The quaking gene is designated as a quaking homologue of KH domain RNA binding (mouse) (QKI) [24]. It is a member of the signal transduction and activation of the RNA (STAR) protein family, which is located in the 6q26 chromosome region and spans approximately 159,000 base pairs. Using an autosomal recessive mutant (qkv) model, the dysfunction of the mouse QKI gene has been well described as related to body tremor and the severe demyelination of the central nervous system [25]. To date, an increasing number of studies have confirmed that the human QKI gene in the brain plays a fundamental role in myelination and ODC differentiation [26,27]. Abnormal QKI expression may be critical in influencing other myelin-associated gene expression abnormalities in psychiatric disorders, such as schizophrenia and MDD. In postmortem human brain studies, Haroutunian et al. demonstrated that the expression of QKI mRNA was reduced in seven cortical regions and the hippocampus in schizophrenia patients [28]. Aberg et al. found that, mRNA levels of several myelin-related genes were reduced in schizophrenic patients compared to control subjects. Meanwhile, potential QKI-binding sites in the 3’UTR region of these genes may explain the mechanisms underlying the effect of QKI on the inter-individual variation of expression in these myelin-related genes [29]. Klempan et al. revealed that multiple transcripts of QKI mRNA resulted in significant reductions of expression in cortical regions, the hippocampus and amygdala in suicidal MDD patients compared with control subjects [30]. All of these studies support a specific role of QKI in myelination-related deficits.

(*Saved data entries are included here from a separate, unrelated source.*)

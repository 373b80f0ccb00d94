//! SQL emission visitor.
//!
//! Every source node renders as a derived table `(select ...) as [tN]`. Field
//! references render in one of two positions:
//!
//! - value position, `[tN].[fK]`: the field as seen from the active source,
//!   qualified by the alias of the child that exposes it;
//! - declaration position, `<value> as [fK]`: a node declaring one of its own
//!   output columns.
//!
//! Literals only ever become placeholders; their values go to the registry.

use serde::Serialize;
use tracing::debug;

use crate::ast::{
    AggregateFunction, AggregateNode, CompositeNode, CompositeOp, ContainsNode, Direction, Expr,
    FieldDescriptor, FieldExpr, FieldNode, JoinKind, JoinNode, LiteralNode, Ordering,
    PredicateNode, ScalarNode, SelectNode, SourceKind, SourceNode, TableNode, ValueNode,
    WhereNode,
};
use crate::error::{TreeqlError, TreeqlResult};
use crate::transpiler::dialect::Dialect;
use crate::transpiler::registry::{AliasRegistry, Parameters};
use crate::transpiler::resolve::resolve;
use crate::transpiler::traits::SqlGenerator;

/// One column of a compiled statement's result.
#[derive(Debug, Clone, PartialEq, Serialize)]
pub struct OutputColumn {
    /// Column alias in the result set (`f0`, `f1`, ...).
    pub alias: String,
    /// Name the value is materialized under.
    pub name: String,
    /// Record key the value is grouped under.
    pub origin: String,
}

/// A compiled statement: SQL text, its bindings and the result layout.
#[derive(Debug, Clone, PartialEq, Serialize)]
pub struct CompiledQuery {
    sql: String,
    parameters: Parameters,
    columns: Vec<OutputColumn>,
}

impl CompiledQuery {
    pub fn sql(&self) -> &str {
        &self.sql
    }

    pub fn parameters(&self) -> &Parameters {
        &self.parameters
    }

    /// Result columns, in ordinal order.
    pub fn columns(&self) -> &[OutputColumn] {
        &self.columns
    }

    pub fn into_parts(self) -> (String, Parameters) {
        (self.sql, self.parameters)
    }
}

/// Walks a query tree and renders it for one dialect.
pub struct SqlEmitter {
    dialect: Dialect,
    generator: Box<dyn SqlGenerator + Send + Sync>,
}

impl Default for SqlEmitter {
    fn default() -> Self {
        Self::new(Dialect::default())
    }
}

impl SqlEmitter {
    pub fn new(dialect: Dialect) -> Self {
        Self {
            dialect,
            generator: dialect.generator(),
        }
    }

    pub fn dialect(&self) -> Dialect {
        self.dialect
    }

    /// Compile `root` into an executable statement with a fresh registry.
    pub fn compile(&self, root: &SourceNode) -> TreeqlResult<CompiledQuery> {
        let mut registry = AliasRegistry::new();
        self.compile_with(root, &mut registry)
    }

    /// Compile with a caller-provided registry, cleared first.
    ///
    /// The root renders without its `( ... ) as [tN]` wrapper so the text is
    /// a statement rather than a derived table.
    pub fn compile_with(
        &self,
        root: &SourceNode,
        registry: &mut AliasRegistry,
    ) -> TreeqlResult<CompiledQuery> {
        registry.clear();
        let sql = self.source_body(root, registry)?;
        let parameters = registry.parameters();
        let columns = root
            .fields()
            .iter()
            .map(|field| OutputColumn {
                alias: field.alias().to_string(),
                name: field.name().to_string(),
                origin: field.origin().to_string(),
            })
            .collect();

        debug!(
            dialect = %self.dialect,
            parameters = parameters.len(),
            sql = %sql,
            "compiled query tree"
        );
        Ok(CompiledQuery {
            sql,
            parameters,
            columns,
        })
    }

    /// Render a source as a derived table: `(<body>) as [alias]`.
    pub fn visit_source(
        &self,
        source: &SourceNode,
        registry: &mut AliasRegistry,
    ) -> TreeqlResult<String> {
        let body = self.source_body(source, registry)?;
        let alias = registry.get_alias(source);
        Ok(format!("({}) as {}", body, self.quote(&alias)))
    }

    fn source_body(&self, source: &SourceNode, registry: &mut AliasRegistry) -> TreeqlResult<String> {
        match source.kind() {
            SourceKind::Table(table) => self.visit_table(source, table, registry),
            SourceKind::Select(select) => {
                self.scoped(source, registry, |r| self.visit_select(source, select, r))
            }
            SourceKind::Where(filter) => self.scoped(source, registry, |r| self.visit_where(filter, r)),
            SourceKind::Join(join) => self.scoped(source, registry, |r| self.visit_join(source, join, r)),
        }
    }

    /// Run `render` with `source` as the active source.
    fn scoped<F>(&self, source: &SourceNode, registry: &mut AliasRegistry, render: F) -> TreeqlResult<String>
    where
        F: FnOnce(&mut AliasRegistry) -> TreeqlResult<String>,
    {
        registry.enter(source);
        let result = render(registry);
        registry.leave();
        result
    }

    fn visit_table(
        &self,
        source: &SourceNode,
        table: &TableNode,
        registry: &mut AliasRegistry,
    ) -> TreeqlResult<String> {
        let physical = registry.alias_for(table.physical_id());
        let fields = self.declarations(source, registry)?;
        Ok(format!(
            "select {} from {} as {}",
            fields,
            self.quote(table.name()),
            self.quote(&physical)
        ))
    }

    fn visit_select(
        &self,
        source: &SourceNode,
        select: &SelectNode,
        registry: &mut AliasRegistry,
    ) -> TreeqlResult<String> {
        let from = self.visit_source(select.source(), registry)?;
        let fields = self.declarations(source, registry)?;
        let mut sql = format!("select {} from {}", fields, from);

        if !select.orderings().is_empty() {
            let keys = select
                .orderings()
                .iter()
                .map(|ordering| self.visit_ordering(source, ordering, registry))
                .collect::<TreeqlResult<Vec<_>>>()?;
            sql.push_str(" order by ");
            sql.push_str(&keys.join(","));
        }

        if select.is_paginated() {
            sql.push_str(&self.generator.limit_offset(select.skip(), select.take()));
        }

        Ok(sql)
    }

    fn visit_ordering(
        &self,
        source: &SourceNode,
        ordering: &Ordering,
        registry: &mut AliasRegistry,
    ) -> TreeqlResult<String> {
        let field = ordering.field();
        // Sorting on one of the select's own outputs sorts on what it projects.
        let key = match source.fields().find(field.id()) {
            Some(own) => self.field_expr_value(own.expr(), registry)?,
            None => self.field_reference(field, registry)?,
        };
        let direction = match ordering.direction() {
            Direction::Ascending => "asc",
            Direction::Descending => "desc",
        };
        Ok(format!("{} {}", key, direction))
    }

    fn visit_where(&self, filter: &WhereNode, registry: &mut AliasRegistry) -> TreeqlResult<String> {
        let from = self.visit_source(filter.source(), registry)?;
        let predicate = self.visit_predicate(filter.predicate(), registry)?;
        Ok(format!("select * from {} where {}", from, predicate))
    }

    fn visit_join(
        &self,
        source: &SourceNode,
        join: &JoinNode,
        registry: &mut AliasRegistry,
    ) -> TreeqlResult<String> {
        let outer = self.visit_source(join.outer(), registry)?;
        let inner = self.visit_source(join.inner(), registry)?;
        let predicate = self.visit_predicate(join.predicate(), registry)?;
        let fields = self.declarations(source, registry)?;
        let kind = match join.kind() {
            JoinKind::Inner => "join",
            JoinKind::Left => "left join",
            JoinKind::Right => "right join",
        };
        Ok(format!(
            "select {} from {} {} {} on {}",
            fields, outer, kind, inner, predicate
        ))
    }

    fn declarations(&self, owner: &SourceNode, registry: &mut AliasRegistry) -> TreeqlResult<String> {
        let fields = owner
            .fields()
            .iter()
            .map(|descriptor| self.declare(owner, descriptor, registry))
            .collect::<TreeqlResult<Vec<_>>>()?;
        Ok(fields.join(","))
    }

    /// Declaration position: `<reference> as [own-alias]`.
    pub fn field_declaration(
        &self,
        field: &FieldNode,
        registry: &mut AliasRegistry,
    ) -> TreeqlResult<String> {
        let owner = declaring_owner(field.source());
        self.scoped(owner, registry, |r| self.declare(owner, field.descriptor(), r))
    }

    fn declare(
        &self,
        owner: &SourceNode,
        descriptor: &FieldDescriptor,
        registry: &mut AliasRegistry,
    ) -> TreeqlResult<String> {
        let reference = match descriptor.expr() {
            FieldExpr::Column(column) => {
                let table = declaring_table(owner).ok_or_else(|| {
                    TreeqlError::invalid_state(format!(
                        "raw column '{}' reached through a {} node that is not backed by a table",
                        column,
                        owner.kind_name()
                    ))
                })?;
                let physical = registry.alias_for(table.physical_id());
                format!("{}.{}", self.quote(&physical), self.quote(column))
            }
            expr => self.field_expr_value(expr, registry)?,
        };
        Ok(format!("{} as {}", reference, self.quote(descriptor.alias())))
    }

    fn field_expr_value(&self, expr: &FieldExpr, registry: &mut AliasRegistry) -> TreeqlResult<String> {
        match expr {
            FieldExpr::Column(column) => Err(TreeqlError::invalid_state(format!(
                "raw column '{}' cannot be used in value position",
                column
            ))),
            FieldExpr::Field(field) => self.field_reference(field, registry),
            FieldExpr::Aggregate(aggregate) => self.visit_aggregate(aggregate, registry),
            FieldExpr::Scalar(scalar) => self.visit_scalar(scalar, registry),
        }
    }

    /// Value position: `[child-alias].[declared-alias]`, resolved against the
    /// active source.
    pub fn field_reference(
        &self,
        field: &FieldNode,
        registry: &mut AliasRegistry,
    ) -> TreeqlResult<String> {
        let active = registry.active_source()?.clone();
        let resolution = resolve(field, &active)?;
        let alias = registry.get_alias(resolution.child);
        Ok(format!(
            "{}.{}",
            self.quote(&alias),
            self.quote(resolution.descriptor.alias())
        ))
    }

    pub fn visit_predicate(
        &self,
        predicate: &PredicateNode,
        registry: &mut AliasRegistry,
    ) -> TreeqlResult<String> {
        match predicate {
            PredicateNode::Boolean(value) => Ok(self.generator.bool_literal(*value)),
            PredicateNode::Composite(composite) => self.visit_composite(composite, registry),
            PredicateNode::Contains(contains) => self.visit_contains(contains, registry),
        }
    }

    fn visit_composite(
        &self,
        composite: &CompositeNode,
        registry: &mut AliasRegistry,
    ) -> TreeqlResult<String> {
        let left = self.visit_expr(composite.left(), registry)?;
        let right = self.visit_expr(composite.right(), registry)?;
        // `= null` never matches in SQL.
        let right_is_null = composite.right().is_null();
        let op = match composite.op() {
            CompositeOp::And => "and",
            CompositeOp::Or => "or",
            CompositeOp::Eq if right_is_null => "is",
            CompositeOp::Eq => "=",
            CompositeOp::Neq if right_is_null => "is not",
            CompositeOp::Neq => "<>",
            CompositeOp::Lt => "<",
            CompositeOp::Lte => "<=",
            CompositeOp::Gt => ">",
            CompositeOp::Gte => ">=",
        };
        Ok(format!("({} {} {})", left, op, right))
    }

    fn visit_contains(
        &self,
        contains: &ContainsNode,
        registry: &mut AliasRegistry,
    ) -> TreeqlResult<String> {
        let value = self.visit_expr(contains.value(), registry)?;
        match contains.set() {
            // The sub-select brings its own parentheses.
            Expr::Scalar(scalar) => Ok(format!("{} in {}", value, self.visit_scalar(scalar, registry)?)),
            set => Ok(format!("{} in ({})", value, self.visit_expr(set, registry)?)),
        }
    }

    pub fn visit_expr(&self, expr: &Expr, registry: &mut AliasRegistry) -> TreeqlResult<String> {
        match expr {
            Expr::Predicate(predicate) => self.visit_predicate(predicate, registry),
            Expr::Value(ValueNode::Literal(literal)) => Ok(self.visit_literal(literal, registry)),
            Expr::Value(ValueNode::Null) => Ok(self.generator.null_literal().to_string()),
            Expr::Field(field) => self.field_reference(field, registry),
            Expr::Aggregate(aggregate) => self.visit_aggregate(aggregate, registry),
            Expr::Scalar(scalar) => self.visit_scalar(scalar, registry),
        }
    }

    fn visit_literal(&self, literal: &LiteralNode, registry: &mut AliasRegistry) -> String {
        literal
            .values()
            .iter()
            .map(|value| self.generator.placeholder(registry.bind(value)))
            .collect::<Vec<_>>()
            .join(",")
    }

    fn visit_aggregate(
        &self,
        aggregate: &AggregateNode,
        registry: &mut AliasRegistry,
    ) -> TreeqlResult<String> {
        let function = match aggregate.function() {
            AggregateFunction::Average => "avg",
            AggregateFunction::Count => "count",
            AggregateFunction::Max => "max",
            AggregateFunction::Min => "min",
            AggregateFunction::Sum => "sum",
            AggregateFunction::Top => {
                return Err(TreeqlError::not_supported(format!(
                    "aggregate function '{}'",
                    aggregate.function()
                )));
            }
        };
        let field = self.field_reference(aggregate.field(), registry)?;
        Ok(format!("{}({})", function, field))
    }

    /// A one-column sub-select used as a value; no alias suffix.
    fn visit_scalar(&self, scalar: &ScalarNode, registry: &mut AliasRegistry) -> TreeqlResult<String> {
        Ok(format!("({})", self.source_body(scalar.select(), registry)?))
    }

    fn quote(&self, name: &str) -> String {
        self.generator.quote_identifier(name)
    }
}

/// The node that declares the fields `source` exposes. Filters share the
/// field set of their input and never declare anything themselves.
fn declaring_owner(source: &SourceNode) -> &SourceNode {
    let mut current = source;
    while let SourceKind::Where(filter) = current.kind() {
        current = filter.source();
    }
    current
}

fn declaring_table(owner: &SourceNode) -> Option<&TableNode> {
    declaring_owner(owner).as_table()
}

There are several limitations to our investigation. First, because there is a restricted number of SNPs, we only selected the polymorphisms of coding and promoter regions in a limited number of ODC and myelin-related genes. This limited selection could lead to the incomplete capture the overall genetic variation naturally observed in these systems. Second, multiple removal criteria were applied to ensure sample quality, which reduced the sample size of the study. The reported findings should be viewed as preliminary results that must be replicated in larger independent samples.

Conclusion

In conclusion, our results indicate that the QKI gene is a potential moderator of the effects of childhood physical neglect on adult depressive symptoms in MDD patients. Further work is necessary to confirm these preliminary results across independent populations, and further laboratory-based functional genomic studies are needed to understand the mechanisms underlying these epidemiological observations.